The conseratives are in power. And they have been in power since 1980. They do not believe in government programs. Public education is a government program. For conservatives to prove their point, government programs must be made to look impotent. Just look at FEMA during Katrina. This war against public education has been going on for some time. It is a self fulfilling prophecy.
I started writing yesterday and then gave up over the complexity of it.
While I hate to think it could be true, I tend to think what jdpst44 just stated might be. It boggles my mind how quality public education seems to be so far out of American children's reach. Why people have to agonize over where to live (when they have a choice) based on the school in that area? It should not matter. Our children should be able to receive a good education no matter where they live. I believe most people would agree that education is one of a child's basic rights (see also the United Nations Convention on the Rights of the Child).
I live in a city. My children attend public school. The school population is 87% non-white and 59% qualify for free lunch. Our Kindergarteners have to take standardized tests. Our Principal constantly struggles with how to balance meeting NCLB testing requirements and still give teachers the time and space (not literally) to teach. It worries me. My children are multi-racial, in case anyone needs to know.
I know a solution is not easy, but yet...I wonder if other problems might not resolve themselves (at least partially) if our government really made quality public education and healthcare (other topic, but not separate) for all its top priorities.
I've even read that the teachers unions have issued statements to dumb down education. I can't find it now.
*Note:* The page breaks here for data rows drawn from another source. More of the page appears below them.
//! Search configuration.
//!
//! Every option the search core recognizes lives here. Sections deserialize
//! from TOML with per-field defaults, so a config file only needs to name the
//! values it changes:
//!
//! ```toml
//! iterations = 3
//! mode = "global"
//! significance = { evalue = 1e-4 }
//!
//! [prefilter]
//! min_score = 8.0
//! ```

use crate::align::AlignmentMode;
use crate::error::{SearchError, SearchResult};
use crate::hits::{HitOrder, SignificanceCutoff};
use serde::{Deserialize, Serialize};
use std::path::Path;

#[derive(Debug, Clone, Serialize, Deserialize)]
pub struct SearchConfig {
    /// Maximum number of search/refine iterations.
    #[serde(default = "default_iterations")]
    pub iterations: usize,
    /// Threshold a hit must pass to be merged into the query alignment.
    #[serde(default = "default_significance")]
    pub significance: SignificanceCutoff,
    /// Hits with a larger E-value are not admitted to the hit list at all.
    #[serde(default = "default_report_evalue")]
    pub report_evalue: f64,
    #[serde(default)]
    pub hit_order: HitOrder,
    #[serde(default)]
    pub mode: AlignmentMode,
    /// Gap open penalty in bits (<= 0), added on top of profile transitions.
    #[serde(default = "default_gap_open")]
    pub gap_open: f32,
    /// Gap extension penalty in bits (<= 0).
    #[serde(default = "default_gap_extend")]
    pub gap_extend: f32,
    /// Per-column score offset in bits.
    #[serde(default = "default_score_shift")]
    pub score_shift: f32,
    /// Recompute alignment boundaries of significant hits with MAC decoding.
    #[serde(default = "default_realign")]
    pub realign: bool,
    /// MAC threshold: posterior probability a column must exceed to be aligned.
    #[serde(default = "default_mact")]
    pub mact: f32,
    /// Half-width of the envelope kept around a previous path when realigning.
    #[serde(default = "default_realign_margin")]
    pub realign_margin: usize,
    /// Upper bound on hits realigned at the end of a search.
    #[serde(default = "default_realign_max")]
    pub realign_max: usize,
    /// Retain every merged sequence in the "all" view, not only filtered ones.
    #[serde(default)]
    pub keep_all_sequences: bool,
    #[serde(default = "default_threads")]
    pub threads: usize,
    /// Number of bins (pairwise alignments in flight) per batch.
    #[serde(default = "default_max_bins")]
    pub max_bins: usize,
    /// Profiles shorter than this never enter the DP matrices.
    #[serde(default = "default_min_profile_len")]
    pub min_profile_len: usize,
    /// Stop iterating once the query profile reaches this diversity.
    #[serde(default = "default_max_neff")]
    pub max_neff: f32,
    /// Fold significant hits of the final iteration into the alignment for output.
    #[serde(default)]
    pub merge_last_iteration: bool,
    #[serde(default)]
    pub prefilter: PrefilterConfig,
    #[serde(default)]
    pub early_stopping: EarlyStoppingConfig,
    #[serde(default)]
    pub filter: FilterConfig,
    #[serde(default)]
    pub statistics: StatisticsConfig,
}

#[derive(Debug, Clone, Serialize, Deserialize)]
pub struct PrefilterConfig {
    /// Score bound (bits) a candidate needs to be aligned. Lowered per pair to
    /// the lowest score that could still pass `significance`.
    #[serde(default = "default_prefilter_min_score")]
    pub min_score: f32,
    /// Candidates kept per iteration, not counting those that could still
    /// pass `significance`.
    #[serde(default = "default_prefilter_max_candidates")]
    pub max_candidates: usize,
}

#[derive(Debug, Clone, Serialize, Deserialize)]
pub struct EarlyStoppingConfig {
    #[serde(default)]
    pub enabled: bool,
    /// Number of most recent hits the running sum looks at.
    #[serde(default = "default_early_window")]
    pub window: usize,
    /// Stop once the sum of `1 / (1 + E)` over the window falls below this.
    #[serde(default = "default_early_threshold")]
    pub threshold: f64,
}

#[derive(Debug, Clone, Serialize, Deserialize)]
pub struct FilterConfig {
    /// Maximum pairwise identity between sequences of the filtered view.
    #[serde(default = "default_max_seqid")]
    pub max_seqid: f32,
    /// Minimum fraction of query match columns a sequence must cover.
    #[serde(default)]
    pub min_coverage: f32,
}

#[derive(Debug, Clone, Serialize, Deserialize)]
pub struct StatisticsConfig {
    #[serde(default = "default_stat_k")]
    pub k: f64,
    /// Scale of the score in bits.
    #[serde(default = "default_stat_lambda")]
    pub lambda: f64,
}

fn default_iterations() -> usize { 2 }
fn default_significance() -> SignificanceCutoff { SignificanceCutoff::EValue(1e-3) }
fn default_report_evalue() -> f64 { 1000.0 }
fn default_gap_open() -> f32 { -3.0 }
fn default_gap_extend() -> f32 { -1.0 }
fn default_score_shift() -> f32 { -0.03 }
fn default_realign() -> bool { true }
fn default_mact() -> f32 { 0.35 }
fn default_realign_margin() -> usize { 8 }
fn default_realign_max() -> usize { 500 }
fn default_threads() -> usize { num_cpus::get() }
fn default_max_bins() -> usize { 64 }
fn default_min_profile_len() -> usize { 1 }
fn default_max_neff() -> f32 { 10.0 }
fn default_prefilter_min_score() -> f32 { 5.0 }
fn default_prefilter_max_candidates() -> usize { 20000 }
fn default_early_window() -> usize { 10 }
fn default_early_threshold() -> f64 { 0.01 }
fn default_max_seqid() -> f32 { 0.9 }
fn default_stat_k() -> f64 { 0.1 }
fn default_stat_lambda() -> f64 { 1.0 }

impl Default for SearchConfig {
    fn default() -> Self {
        Self {
            iterations: default_iterations(),
            significance: default_significance(),
            report_evalue: default_report_evalue(),
            hit_order: HitOrder::default(),
            mode: AlignmentMode::default(),
            gap_open: default_gap_open(),
            gap_extend: default_gap_extend(),
            score_shift: default_score_shift(),
            realign: default_realign(),
            mact: default_mact(),
            realign_margin: default_realign_margin(),
            realign_max: default_realign_max(),
            keep_all_sequences: false,
            threads: default_threads(),
            max_bins: default_max_bins(),
            min_profile_len: default_min_profile_len(),
            max_neff: default_max_neff(),
            merge_last_iteration: false,
            prefilter: PrefilterConfig::default(),
            early_stopping: EarlyStoppingConfig::default(),
            filter: FilterConfig::default(),
            statistics: StatisticsConfig::default(),
        }
    }
}

impl Default for PrefilterConfig {
    fn default() -> Self {
        Self {
            min_score: default_prefilter_min_score(),
            max_candidates: default_prefilter_max_candidates(),
        }
    }
}

impl Default for EarlyStoppingConfig {
    fn default() -> Self {
        Self {
            enabled: false,
            window: default_early_window(),
            threshold: default_early_threshold(),
        }
    }
}

impl Default for FilterConfig {
    fn default() -> Self {
        Self {
            max_seqid: default_max_seqid(),
            min_coverage: 0.0,
        }
    }
}

impl Default for StatisticsConfig {
    fn default() -> Self {
        Self {
            k: default_stat_k(),
            lambda: default_stat_lambda(),
        }
    }
}

impl SearchConfig {
    pub fn from_toml_str(text: &str) -> SearchResult<Self> {
        let config: SearchConfig = toml::from_str(text)?;
        config.validate()?;
        Ok(config)
    }

    pub fn from_toml_file(path: impl AsRef<Path>) -> SearchResult<Self> {
        let text = std::fs::read_to_string(path)?;
        Self::from_toml_str(&text)
    }

    pub fn to_toml_string(&self) -> SearchResult<String> {
        toml::to_string(self).map_err(|e| SearchError::Config { msg: e.to_string() })
    }

    pub fn validate(&self) -> SearchResult<()> {
        fn bad(msg: impl Into<String>) -> SearchResult<()> {
            Err(SearchError::Config { msg: msg.into() })
        }
        if self.iterations == 0 {
            return bad("iterations must be at least 1");
        }
        if self.max_bins == 0 {
            return bad("max_bins must be at least 1");
        }
        if self.threads == 0 {
            return bad("threads must be at least 1");
        }
        if !self.gap_open.is_finite() || self.gap_open > 0.0 {
            return bad("gap_open must be finite and <= 0");
        }
        if !self.gap_extend.is_finite() || self.gap_extend > 0.0 {
            return bad("gap_extend must be finite and <= 0");
        }
        if !self.score_shift.is_finite() {
            return bad("score_shift must be finite");
        }
        if !(0.0..1.0).contains(&self.mact) {
            return bad("mact must lie in [0, 1)");
        }
        if !(self.filter.max_seqid > 0.0 && self.filter.max_seqid <= 1.0) {
            return bad("filter.max_seqid must lie in (0, 1]");
        }
        if !(0.0..=1.0).contains(&self.filter.min_coverage) {
            return bad("filter.min_coverage must lie in [0, 1]");
        }
        if self.prefilter.min_score.is_nan() {
            return bad("prefilter.min_score must be a number");
        }
        if self.prefilter.max_candidates == 0 {
            return bad("prefilter.max_candidates must be at least 1");
        }
        if self.early_stopping.window == 0 {
            return bad("early_stopping.window must be at least 1");
        }
        if self.statistics.k <= 0.0 || self.statistics.lambda <= 0.0 {
            return bad("statistics.k and statistics.lambda must be positive");
        }
        match self.significance {
            SignificanceCutoff::EValue(e) if !(e >= 0.0) => bad("evalue cutoff must be >= 0"),
            SignificanceCutoff::Probability(p) if !(0.0..=100.0).contains(&p) => {
                bad("probability cutoff must lie in [0, 100]")
            }
            _ => Ok(()),
        }
    }
}

#[cfg(test)]
mod tests {
    use super::*;

    #[test]
    fn empty_toml_gives_defaults() {
        let config = SearchConfig::from_toml_str("").unwrap();
        assert_eq!(config.iterations, 2);
        assert_eq!(config.max_bins, 64);
        assert_eq!(config.mode, AlignmentMode::Local);
        assert_eq!(config.significance, SignificanceCutoff::EValue(1e-3));
        assert_eq!(config.prefilter.max_candidates, 20000);
        assert!(!config.early_stopping.enabled);
    }

    #[test]
    fn partial_sections_keep_other_defaults() {
        let text = r#"
            iterations = 4
            mode = "global"
            hit_order = "evalue"
            significance = { probability = 95.0 }

            [prefilter]
            min_score = 12.5

            [filter]
            min_coverage = 0.5
        "#;
        let config = SearchConfig::from_toml_str(text).unwrap();
        assert_eq!(config.iterations, 4);
        assert_eq!(config.mode, AlignmentMode::Global);
        assert_eq!(config.hit_order, HitOrder::EValue);
        assert_eq!(config.significance, SignificanceCutoff::Probability(95.0));
        assert_eq!(config.prefilter.min_score, 12.5);
        assert_eq!(config.prefilter.max_candidates, 20000);
        assert_eq!(config.filter.min_coverage, 0.5);
        assert_eq!(config.filter.max_seqid, 0.9);
    }

    #[test]
    fn toml_round_trip() {
        let mut config = SearchConfig::default();
        config.threads = 3;
        config.keep_all_sequences = true;
        let text = config.to_toml_string().unwrap();
        let back = SearchConfig::from_toml_str(&text).unwrap();
        assert_eq!(back.threads, 3);
        assert!(back.keep_all_sequences);
        assert_eq!(back.gap_open, config.gap_open);
    }

    #[test]
    fn rejects_positive_gap_penalty() {
        let err = SearchConfig::from_toml_str("gap_open = 2.0").unwrap_err();
        assert!(matches!(err, SearchError::Config { .. }));
    }

    #[test]
    fn rejects_zero_bins() {
        let mut config = SearchConfig::default();
        config.max_bins = 0;
        assert!(config.validate().is_err());
    }

    #[test]
    fn rejects_empty_candidate_cap() {
        let mut config = SearchConfig::default();
        config.prefilter.max_candidates = 0;
        assert!(config.validate().is_err());
        config.prefilter.max_candidates = 1;
        config.prefilter.min_score = f32::NAN;
        assert!(config.validate().is_err());
    }

    #[test]
    fn reports_parse_errors() {
        let err = SearchConfig::from_toml_str("iterations = \"many\"").unwrap_err();
        assert!(matches!(err, SearchError::ConfigParse(_)));
    }
}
If anyone can help find those sources, that would be greatly appreciated.
It's too big a job to ask teachers to educate the parents as well as the children. Our national climate does not revere or even respect learning... this is not so in other countries which will soon stomp on us in economic matters relating to engineering, discovery, innovation. Our national climate is besotted with the stupid antics of the rich and famous whose major contribution seems to be to the alcohol industry. So every country has its heyday; I'm afraid ours is behind us.
I think it was Thomas Jefferson who said something like, "Education is the hallmark of a free society." Without education we will wallow in the lowest common denominator... witness the stupidities everyday on t.v. So be it. We cannot change the course of a giant ship led by a man whose only interest lies in increasing the wealth of the destructionists.
As a single parent of an inner-city student of color, it has been my experience that NCLB damages all students. My high achieving learner attended a "suburban" school identified by the state as "distinguished" with an API score approaching 900. There are few students of color or English as a second language learners in this district. My child completed middle school with a 4.0 GPA (on a 4.0 scale), tested in the 95 percentile or above, in all subject areas, on standardized exams and received the President's Award for Educational Execellence. And guess what? At the end of eighth grade, was not prepared to compete effectively against kids from around the world. Even at the best/better public schools, teachers teach for the test, and very little real education happens in the classroom. My kid now attends an East Coast boarding school and while her GPA has suffered (she no longer maintains a 4.0 average), I can assure you she is recieving an education that focuses on learning, exploring and comprehension and not simply test taking.
How many critical thinking classes are there? None.
They don't want you to question anything real.